WHAT IS EXPECTED
Search the data for the string "SeasonAdded", and report each line where it is found.

Saved entries
╔══

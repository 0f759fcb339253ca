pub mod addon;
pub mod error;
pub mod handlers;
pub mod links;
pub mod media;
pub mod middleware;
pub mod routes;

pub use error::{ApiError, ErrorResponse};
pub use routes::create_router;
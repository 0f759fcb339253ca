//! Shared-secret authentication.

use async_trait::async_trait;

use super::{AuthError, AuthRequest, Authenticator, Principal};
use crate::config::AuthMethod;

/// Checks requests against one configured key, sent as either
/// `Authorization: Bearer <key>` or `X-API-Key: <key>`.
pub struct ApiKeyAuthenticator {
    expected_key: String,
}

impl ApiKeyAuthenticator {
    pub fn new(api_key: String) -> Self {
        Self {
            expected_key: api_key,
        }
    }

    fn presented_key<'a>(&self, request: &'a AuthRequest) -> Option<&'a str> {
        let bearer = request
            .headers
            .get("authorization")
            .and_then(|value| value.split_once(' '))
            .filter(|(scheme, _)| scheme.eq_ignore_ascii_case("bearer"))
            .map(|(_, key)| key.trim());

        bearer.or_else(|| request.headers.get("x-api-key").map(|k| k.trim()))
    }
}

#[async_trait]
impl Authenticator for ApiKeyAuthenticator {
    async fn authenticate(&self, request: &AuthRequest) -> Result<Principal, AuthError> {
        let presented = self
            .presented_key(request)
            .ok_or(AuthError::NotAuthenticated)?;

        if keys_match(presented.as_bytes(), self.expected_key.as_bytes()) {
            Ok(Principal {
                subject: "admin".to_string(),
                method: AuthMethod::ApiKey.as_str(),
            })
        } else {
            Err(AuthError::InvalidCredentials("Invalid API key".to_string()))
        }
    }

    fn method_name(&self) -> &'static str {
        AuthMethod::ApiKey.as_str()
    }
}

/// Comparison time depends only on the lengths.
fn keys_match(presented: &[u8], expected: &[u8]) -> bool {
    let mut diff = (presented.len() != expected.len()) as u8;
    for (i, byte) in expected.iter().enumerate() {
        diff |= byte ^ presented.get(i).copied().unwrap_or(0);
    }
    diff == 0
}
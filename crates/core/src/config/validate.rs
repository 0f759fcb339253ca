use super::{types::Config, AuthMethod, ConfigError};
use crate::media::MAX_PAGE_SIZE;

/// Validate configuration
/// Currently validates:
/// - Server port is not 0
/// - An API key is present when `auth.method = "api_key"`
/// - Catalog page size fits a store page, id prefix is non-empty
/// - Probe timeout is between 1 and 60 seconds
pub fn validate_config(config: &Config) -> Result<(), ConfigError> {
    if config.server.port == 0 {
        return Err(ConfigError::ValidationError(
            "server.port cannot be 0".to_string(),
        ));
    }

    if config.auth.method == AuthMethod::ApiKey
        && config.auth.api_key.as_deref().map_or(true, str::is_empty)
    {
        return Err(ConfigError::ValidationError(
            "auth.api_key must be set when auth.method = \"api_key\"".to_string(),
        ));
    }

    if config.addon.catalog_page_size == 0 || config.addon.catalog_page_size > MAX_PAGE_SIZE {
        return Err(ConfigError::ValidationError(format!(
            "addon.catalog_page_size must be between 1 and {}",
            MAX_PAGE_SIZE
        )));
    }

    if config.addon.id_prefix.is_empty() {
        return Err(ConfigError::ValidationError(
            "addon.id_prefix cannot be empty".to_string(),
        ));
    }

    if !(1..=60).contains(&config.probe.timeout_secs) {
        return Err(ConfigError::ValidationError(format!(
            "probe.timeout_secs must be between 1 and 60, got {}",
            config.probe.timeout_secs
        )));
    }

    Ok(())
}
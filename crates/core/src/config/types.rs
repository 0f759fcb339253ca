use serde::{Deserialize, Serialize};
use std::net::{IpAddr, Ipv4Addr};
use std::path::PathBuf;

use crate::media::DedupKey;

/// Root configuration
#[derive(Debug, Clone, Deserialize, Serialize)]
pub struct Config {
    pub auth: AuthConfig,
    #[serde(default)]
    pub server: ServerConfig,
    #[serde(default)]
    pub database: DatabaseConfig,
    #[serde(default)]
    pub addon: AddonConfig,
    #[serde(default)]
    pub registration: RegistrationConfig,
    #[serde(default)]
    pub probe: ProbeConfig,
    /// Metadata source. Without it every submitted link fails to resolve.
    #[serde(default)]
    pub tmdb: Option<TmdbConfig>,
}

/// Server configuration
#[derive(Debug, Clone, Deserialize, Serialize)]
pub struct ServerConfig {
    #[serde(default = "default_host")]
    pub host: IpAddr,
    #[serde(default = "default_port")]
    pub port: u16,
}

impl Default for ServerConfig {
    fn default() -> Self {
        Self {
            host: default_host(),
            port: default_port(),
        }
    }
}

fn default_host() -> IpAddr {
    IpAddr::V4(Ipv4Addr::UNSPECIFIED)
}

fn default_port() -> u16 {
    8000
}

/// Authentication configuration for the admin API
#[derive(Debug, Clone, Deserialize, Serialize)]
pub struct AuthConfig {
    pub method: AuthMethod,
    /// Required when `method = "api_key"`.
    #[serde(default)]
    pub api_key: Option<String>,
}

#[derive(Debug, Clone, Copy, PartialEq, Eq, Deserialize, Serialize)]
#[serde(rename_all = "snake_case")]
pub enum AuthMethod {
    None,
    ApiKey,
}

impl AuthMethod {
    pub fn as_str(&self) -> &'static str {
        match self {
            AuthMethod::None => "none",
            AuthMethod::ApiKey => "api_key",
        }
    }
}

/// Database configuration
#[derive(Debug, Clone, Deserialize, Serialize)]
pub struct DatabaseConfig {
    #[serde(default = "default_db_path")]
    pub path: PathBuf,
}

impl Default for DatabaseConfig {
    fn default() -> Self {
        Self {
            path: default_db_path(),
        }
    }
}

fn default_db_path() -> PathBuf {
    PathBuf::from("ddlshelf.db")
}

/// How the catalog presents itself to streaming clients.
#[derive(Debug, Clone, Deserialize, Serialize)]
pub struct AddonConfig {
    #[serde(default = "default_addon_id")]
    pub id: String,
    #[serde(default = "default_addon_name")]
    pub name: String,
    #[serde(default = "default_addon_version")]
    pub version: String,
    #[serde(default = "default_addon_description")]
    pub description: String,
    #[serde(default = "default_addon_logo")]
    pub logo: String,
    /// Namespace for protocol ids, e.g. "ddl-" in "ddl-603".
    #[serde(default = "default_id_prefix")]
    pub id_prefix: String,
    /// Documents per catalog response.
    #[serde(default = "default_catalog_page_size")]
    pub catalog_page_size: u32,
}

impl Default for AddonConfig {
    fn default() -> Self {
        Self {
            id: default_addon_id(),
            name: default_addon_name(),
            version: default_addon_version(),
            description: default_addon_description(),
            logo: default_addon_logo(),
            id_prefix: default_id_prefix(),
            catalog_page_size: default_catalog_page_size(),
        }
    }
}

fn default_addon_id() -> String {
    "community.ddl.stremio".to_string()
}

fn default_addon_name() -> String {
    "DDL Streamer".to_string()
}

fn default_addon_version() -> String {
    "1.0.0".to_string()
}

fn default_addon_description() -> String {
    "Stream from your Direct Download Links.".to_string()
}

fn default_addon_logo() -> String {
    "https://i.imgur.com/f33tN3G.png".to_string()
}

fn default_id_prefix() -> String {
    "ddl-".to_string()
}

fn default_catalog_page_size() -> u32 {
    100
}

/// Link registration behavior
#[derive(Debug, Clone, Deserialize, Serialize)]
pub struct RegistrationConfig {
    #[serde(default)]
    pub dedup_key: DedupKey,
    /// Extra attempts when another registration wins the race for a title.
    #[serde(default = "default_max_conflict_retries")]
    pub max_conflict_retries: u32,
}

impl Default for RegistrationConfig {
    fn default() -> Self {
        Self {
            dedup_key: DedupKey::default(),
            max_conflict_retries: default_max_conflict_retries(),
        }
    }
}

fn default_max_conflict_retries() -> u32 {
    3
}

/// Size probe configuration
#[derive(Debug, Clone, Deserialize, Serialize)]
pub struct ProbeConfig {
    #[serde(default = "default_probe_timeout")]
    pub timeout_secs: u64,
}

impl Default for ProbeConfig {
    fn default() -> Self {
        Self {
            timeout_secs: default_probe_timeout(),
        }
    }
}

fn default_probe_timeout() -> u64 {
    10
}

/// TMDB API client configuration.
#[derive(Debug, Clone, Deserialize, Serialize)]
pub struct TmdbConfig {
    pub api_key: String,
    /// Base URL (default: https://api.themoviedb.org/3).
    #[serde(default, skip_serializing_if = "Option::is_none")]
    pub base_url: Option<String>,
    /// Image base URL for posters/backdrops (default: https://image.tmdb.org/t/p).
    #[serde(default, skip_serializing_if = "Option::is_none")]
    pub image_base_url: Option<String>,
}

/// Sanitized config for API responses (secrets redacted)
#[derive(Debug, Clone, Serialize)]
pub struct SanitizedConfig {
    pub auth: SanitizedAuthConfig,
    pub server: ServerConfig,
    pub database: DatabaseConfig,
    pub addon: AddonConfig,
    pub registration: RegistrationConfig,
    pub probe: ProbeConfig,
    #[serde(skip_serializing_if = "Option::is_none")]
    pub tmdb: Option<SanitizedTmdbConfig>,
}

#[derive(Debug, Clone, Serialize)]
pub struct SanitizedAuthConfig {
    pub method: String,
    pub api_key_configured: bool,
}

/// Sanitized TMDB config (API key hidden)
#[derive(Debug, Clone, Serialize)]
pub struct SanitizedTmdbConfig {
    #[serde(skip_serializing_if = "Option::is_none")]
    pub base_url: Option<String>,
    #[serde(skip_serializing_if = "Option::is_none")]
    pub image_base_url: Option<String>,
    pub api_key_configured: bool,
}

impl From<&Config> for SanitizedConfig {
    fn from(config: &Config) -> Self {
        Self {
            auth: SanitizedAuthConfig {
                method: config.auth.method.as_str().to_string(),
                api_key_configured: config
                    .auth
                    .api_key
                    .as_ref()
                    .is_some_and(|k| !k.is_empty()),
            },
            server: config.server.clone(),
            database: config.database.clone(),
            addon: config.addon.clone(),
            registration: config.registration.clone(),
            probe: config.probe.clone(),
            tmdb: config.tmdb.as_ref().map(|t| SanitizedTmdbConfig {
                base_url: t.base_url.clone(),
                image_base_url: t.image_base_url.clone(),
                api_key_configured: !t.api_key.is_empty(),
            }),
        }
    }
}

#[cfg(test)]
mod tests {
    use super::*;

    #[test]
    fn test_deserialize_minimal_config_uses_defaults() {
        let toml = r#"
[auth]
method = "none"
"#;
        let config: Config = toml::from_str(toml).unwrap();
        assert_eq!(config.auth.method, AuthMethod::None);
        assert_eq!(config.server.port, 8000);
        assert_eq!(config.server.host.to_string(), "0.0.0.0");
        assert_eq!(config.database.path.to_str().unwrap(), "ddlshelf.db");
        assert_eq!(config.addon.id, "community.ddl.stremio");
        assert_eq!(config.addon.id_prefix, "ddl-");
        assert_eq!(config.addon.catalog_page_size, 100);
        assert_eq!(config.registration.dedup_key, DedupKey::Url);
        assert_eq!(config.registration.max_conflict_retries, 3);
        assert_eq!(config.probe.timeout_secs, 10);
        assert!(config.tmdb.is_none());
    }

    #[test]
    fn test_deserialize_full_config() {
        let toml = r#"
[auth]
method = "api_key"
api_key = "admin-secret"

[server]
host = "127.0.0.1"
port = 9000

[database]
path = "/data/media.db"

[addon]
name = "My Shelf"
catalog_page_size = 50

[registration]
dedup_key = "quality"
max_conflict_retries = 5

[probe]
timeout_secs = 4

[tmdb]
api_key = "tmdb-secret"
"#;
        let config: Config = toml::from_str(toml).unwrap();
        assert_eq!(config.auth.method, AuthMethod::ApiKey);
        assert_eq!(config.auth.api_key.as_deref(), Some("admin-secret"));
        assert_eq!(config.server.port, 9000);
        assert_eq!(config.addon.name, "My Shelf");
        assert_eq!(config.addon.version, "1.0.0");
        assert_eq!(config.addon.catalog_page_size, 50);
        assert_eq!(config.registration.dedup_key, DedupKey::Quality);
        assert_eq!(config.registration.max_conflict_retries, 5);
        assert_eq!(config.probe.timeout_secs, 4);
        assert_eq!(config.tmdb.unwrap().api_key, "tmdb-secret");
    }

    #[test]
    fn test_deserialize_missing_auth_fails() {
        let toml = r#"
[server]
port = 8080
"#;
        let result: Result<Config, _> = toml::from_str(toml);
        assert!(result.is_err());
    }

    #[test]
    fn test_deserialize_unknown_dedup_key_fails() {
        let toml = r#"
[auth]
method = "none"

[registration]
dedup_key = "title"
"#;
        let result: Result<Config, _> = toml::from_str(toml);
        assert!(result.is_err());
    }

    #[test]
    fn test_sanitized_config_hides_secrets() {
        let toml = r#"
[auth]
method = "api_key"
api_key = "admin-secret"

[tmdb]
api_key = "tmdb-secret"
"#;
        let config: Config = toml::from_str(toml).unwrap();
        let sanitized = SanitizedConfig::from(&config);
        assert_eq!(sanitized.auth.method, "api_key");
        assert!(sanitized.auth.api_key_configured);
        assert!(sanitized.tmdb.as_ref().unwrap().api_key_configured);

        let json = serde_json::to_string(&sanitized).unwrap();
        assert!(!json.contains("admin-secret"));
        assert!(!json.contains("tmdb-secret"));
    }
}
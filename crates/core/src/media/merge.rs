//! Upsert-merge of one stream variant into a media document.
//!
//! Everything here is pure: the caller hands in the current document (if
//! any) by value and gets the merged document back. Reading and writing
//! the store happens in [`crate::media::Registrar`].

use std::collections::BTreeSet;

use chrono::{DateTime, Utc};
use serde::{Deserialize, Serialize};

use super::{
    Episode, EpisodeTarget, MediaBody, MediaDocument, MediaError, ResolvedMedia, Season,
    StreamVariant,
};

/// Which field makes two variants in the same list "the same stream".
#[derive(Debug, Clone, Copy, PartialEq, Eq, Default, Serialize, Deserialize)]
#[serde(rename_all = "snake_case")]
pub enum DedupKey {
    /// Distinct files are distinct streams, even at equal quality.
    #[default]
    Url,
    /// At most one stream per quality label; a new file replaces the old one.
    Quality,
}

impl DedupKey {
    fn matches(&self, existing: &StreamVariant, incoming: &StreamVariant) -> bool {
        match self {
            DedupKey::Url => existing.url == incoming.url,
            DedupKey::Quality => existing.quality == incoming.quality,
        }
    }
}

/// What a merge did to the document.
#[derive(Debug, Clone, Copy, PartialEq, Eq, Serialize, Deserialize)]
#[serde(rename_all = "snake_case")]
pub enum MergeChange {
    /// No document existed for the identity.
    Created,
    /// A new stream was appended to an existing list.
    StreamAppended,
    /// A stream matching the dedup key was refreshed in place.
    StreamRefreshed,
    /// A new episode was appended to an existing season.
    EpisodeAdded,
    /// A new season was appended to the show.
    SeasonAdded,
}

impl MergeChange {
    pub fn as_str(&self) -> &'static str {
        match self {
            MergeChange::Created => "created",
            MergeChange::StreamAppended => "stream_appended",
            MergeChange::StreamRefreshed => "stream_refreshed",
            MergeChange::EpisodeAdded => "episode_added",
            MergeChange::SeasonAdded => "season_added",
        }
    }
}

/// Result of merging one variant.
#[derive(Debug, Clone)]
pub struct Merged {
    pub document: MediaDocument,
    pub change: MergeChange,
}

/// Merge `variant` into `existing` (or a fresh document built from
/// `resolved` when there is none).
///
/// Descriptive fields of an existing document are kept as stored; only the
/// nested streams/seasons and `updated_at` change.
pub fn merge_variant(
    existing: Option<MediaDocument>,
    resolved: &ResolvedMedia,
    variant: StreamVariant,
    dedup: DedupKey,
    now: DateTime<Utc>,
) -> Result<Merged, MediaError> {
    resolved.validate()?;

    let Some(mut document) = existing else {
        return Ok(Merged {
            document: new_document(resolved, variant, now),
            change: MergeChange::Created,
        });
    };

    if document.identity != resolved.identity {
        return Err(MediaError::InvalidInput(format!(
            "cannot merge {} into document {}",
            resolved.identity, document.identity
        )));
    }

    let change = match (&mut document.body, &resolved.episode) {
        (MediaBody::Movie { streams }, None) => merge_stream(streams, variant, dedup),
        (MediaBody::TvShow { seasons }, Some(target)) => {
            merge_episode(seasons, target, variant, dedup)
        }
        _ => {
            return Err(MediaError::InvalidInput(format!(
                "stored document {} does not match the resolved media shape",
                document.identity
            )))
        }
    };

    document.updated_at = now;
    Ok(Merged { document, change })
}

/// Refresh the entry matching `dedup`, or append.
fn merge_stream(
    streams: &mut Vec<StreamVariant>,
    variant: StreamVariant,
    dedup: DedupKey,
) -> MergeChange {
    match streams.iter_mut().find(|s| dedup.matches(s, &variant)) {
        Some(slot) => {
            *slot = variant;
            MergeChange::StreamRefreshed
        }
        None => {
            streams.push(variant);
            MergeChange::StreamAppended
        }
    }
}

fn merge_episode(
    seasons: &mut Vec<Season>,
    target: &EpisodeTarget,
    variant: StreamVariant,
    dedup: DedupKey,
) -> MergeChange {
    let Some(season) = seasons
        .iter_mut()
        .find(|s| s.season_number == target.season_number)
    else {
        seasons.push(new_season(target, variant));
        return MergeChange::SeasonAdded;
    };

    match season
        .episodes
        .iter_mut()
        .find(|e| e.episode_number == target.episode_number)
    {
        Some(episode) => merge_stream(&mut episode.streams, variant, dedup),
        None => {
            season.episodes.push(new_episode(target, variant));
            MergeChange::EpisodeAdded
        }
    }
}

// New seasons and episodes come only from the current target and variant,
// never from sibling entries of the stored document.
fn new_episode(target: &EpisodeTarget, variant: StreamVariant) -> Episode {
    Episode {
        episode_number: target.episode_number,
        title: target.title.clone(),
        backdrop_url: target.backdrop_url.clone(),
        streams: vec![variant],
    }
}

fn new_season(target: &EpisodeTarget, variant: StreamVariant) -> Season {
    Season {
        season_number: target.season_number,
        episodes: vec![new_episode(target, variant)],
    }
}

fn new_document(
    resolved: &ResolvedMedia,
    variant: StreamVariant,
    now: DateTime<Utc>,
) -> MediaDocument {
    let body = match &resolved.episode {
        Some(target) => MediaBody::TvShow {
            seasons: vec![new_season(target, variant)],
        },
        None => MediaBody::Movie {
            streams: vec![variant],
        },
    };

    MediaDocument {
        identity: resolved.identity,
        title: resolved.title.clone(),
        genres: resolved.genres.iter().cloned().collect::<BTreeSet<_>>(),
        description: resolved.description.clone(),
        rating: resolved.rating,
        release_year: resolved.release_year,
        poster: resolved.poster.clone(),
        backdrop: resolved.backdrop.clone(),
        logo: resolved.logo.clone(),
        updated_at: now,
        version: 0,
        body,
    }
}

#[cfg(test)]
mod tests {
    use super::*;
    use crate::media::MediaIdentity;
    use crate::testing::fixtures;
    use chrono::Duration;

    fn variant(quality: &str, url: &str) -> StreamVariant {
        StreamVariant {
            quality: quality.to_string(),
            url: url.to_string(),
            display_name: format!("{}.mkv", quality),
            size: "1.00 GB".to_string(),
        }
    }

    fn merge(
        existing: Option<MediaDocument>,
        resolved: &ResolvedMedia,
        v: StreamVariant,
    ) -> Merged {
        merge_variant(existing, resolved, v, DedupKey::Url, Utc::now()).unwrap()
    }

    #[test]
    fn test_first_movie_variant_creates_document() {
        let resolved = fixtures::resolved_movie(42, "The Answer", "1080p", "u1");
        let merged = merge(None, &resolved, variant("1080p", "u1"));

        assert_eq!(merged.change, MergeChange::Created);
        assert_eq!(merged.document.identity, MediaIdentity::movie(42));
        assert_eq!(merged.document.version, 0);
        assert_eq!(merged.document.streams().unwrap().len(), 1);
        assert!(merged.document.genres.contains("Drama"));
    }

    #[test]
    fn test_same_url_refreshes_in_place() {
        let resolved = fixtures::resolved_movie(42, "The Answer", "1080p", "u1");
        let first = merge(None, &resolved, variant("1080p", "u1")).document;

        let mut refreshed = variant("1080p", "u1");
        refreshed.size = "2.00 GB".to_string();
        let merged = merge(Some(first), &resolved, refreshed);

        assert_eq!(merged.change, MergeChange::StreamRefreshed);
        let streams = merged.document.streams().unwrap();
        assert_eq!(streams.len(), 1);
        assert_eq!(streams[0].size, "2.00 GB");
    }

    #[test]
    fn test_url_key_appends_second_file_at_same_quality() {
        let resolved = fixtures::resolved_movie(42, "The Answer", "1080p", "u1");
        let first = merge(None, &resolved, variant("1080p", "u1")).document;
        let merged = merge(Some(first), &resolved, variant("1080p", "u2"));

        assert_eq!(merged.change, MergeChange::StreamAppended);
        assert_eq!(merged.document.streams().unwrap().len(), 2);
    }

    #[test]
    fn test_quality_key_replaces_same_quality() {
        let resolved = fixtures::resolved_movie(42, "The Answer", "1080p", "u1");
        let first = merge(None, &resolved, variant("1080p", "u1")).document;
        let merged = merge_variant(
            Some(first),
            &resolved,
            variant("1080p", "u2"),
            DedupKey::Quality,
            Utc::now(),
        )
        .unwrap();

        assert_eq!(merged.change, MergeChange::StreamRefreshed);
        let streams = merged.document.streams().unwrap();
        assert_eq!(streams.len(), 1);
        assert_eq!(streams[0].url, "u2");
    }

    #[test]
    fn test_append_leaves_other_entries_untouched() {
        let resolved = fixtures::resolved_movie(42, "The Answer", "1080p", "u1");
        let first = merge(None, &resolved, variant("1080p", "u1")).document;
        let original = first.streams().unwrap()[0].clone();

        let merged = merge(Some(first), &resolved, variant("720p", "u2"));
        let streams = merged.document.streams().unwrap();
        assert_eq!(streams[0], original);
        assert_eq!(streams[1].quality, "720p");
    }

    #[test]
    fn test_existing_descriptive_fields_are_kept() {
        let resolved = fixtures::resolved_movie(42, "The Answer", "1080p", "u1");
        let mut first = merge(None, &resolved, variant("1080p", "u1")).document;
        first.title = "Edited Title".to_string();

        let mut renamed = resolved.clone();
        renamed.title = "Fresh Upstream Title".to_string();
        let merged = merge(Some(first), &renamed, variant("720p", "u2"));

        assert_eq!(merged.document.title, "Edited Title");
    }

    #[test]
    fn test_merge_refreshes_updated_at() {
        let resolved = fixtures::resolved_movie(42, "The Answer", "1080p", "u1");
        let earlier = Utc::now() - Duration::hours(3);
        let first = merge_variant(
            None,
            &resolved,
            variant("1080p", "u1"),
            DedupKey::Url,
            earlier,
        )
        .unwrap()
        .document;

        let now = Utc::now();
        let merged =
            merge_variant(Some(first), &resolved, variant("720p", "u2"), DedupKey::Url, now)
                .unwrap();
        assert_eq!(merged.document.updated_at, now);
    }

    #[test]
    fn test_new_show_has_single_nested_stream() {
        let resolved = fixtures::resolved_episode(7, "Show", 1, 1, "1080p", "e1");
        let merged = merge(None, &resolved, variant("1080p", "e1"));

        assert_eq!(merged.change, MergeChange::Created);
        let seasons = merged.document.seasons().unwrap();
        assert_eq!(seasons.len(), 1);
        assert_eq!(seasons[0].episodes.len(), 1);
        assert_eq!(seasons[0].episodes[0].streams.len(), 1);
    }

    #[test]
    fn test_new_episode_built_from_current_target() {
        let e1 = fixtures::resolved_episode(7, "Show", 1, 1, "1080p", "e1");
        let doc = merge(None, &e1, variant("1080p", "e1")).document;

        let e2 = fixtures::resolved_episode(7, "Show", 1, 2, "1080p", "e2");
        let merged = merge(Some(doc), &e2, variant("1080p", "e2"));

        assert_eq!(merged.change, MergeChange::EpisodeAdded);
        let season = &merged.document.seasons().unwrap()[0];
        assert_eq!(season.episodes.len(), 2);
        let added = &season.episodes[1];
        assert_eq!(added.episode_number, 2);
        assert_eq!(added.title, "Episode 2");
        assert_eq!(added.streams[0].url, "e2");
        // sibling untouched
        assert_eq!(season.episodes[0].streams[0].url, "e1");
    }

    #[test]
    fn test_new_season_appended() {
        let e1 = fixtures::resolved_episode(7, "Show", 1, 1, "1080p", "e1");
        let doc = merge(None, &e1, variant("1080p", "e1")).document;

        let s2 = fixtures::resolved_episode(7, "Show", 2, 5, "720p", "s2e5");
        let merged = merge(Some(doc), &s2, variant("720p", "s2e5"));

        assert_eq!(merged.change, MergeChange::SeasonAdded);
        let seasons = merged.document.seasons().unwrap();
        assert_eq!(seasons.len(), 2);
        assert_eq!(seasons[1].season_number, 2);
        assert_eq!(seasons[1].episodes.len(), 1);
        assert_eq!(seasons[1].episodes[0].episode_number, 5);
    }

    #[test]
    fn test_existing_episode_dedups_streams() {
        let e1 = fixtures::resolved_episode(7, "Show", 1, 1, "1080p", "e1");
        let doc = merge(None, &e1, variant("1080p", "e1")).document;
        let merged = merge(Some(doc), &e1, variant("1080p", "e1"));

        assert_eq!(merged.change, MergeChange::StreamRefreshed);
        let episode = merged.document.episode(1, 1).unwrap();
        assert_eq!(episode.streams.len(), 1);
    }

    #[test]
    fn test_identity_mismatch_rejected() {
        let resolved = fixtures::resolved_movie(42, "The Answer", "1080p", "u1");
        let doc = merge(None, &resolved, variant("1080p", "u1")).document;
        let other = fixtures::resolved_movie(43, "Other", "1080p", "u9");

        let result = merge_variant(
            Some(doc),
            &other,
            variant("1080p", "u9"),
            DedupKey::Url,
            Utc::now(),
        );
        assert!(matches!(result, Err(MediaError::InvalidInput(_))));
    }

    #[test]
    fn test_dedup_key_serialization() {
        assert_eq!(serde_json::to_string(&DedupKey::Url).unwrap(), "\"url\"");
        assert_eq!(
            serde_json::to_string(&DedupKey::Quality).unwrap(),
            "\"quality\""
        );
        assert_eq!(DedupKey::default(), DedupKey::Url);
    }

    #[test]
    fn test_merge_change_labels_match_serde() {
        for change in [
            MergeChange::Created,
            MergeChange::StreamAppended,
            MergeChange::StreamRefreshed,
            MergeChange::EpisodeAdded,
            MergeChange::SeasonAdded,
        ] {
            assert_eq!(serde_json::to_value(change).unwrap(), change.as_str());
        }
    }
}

╚══

REPLY TO THE TASK
    SeasonAdded,
            MergeChange::SeasonAdded => "season_added",
        return MergeChange::SeasonAdded;
        assert_eq!(merged.change, MergeChange::SeasonAdded);
            MergeChange::SeasonAdded,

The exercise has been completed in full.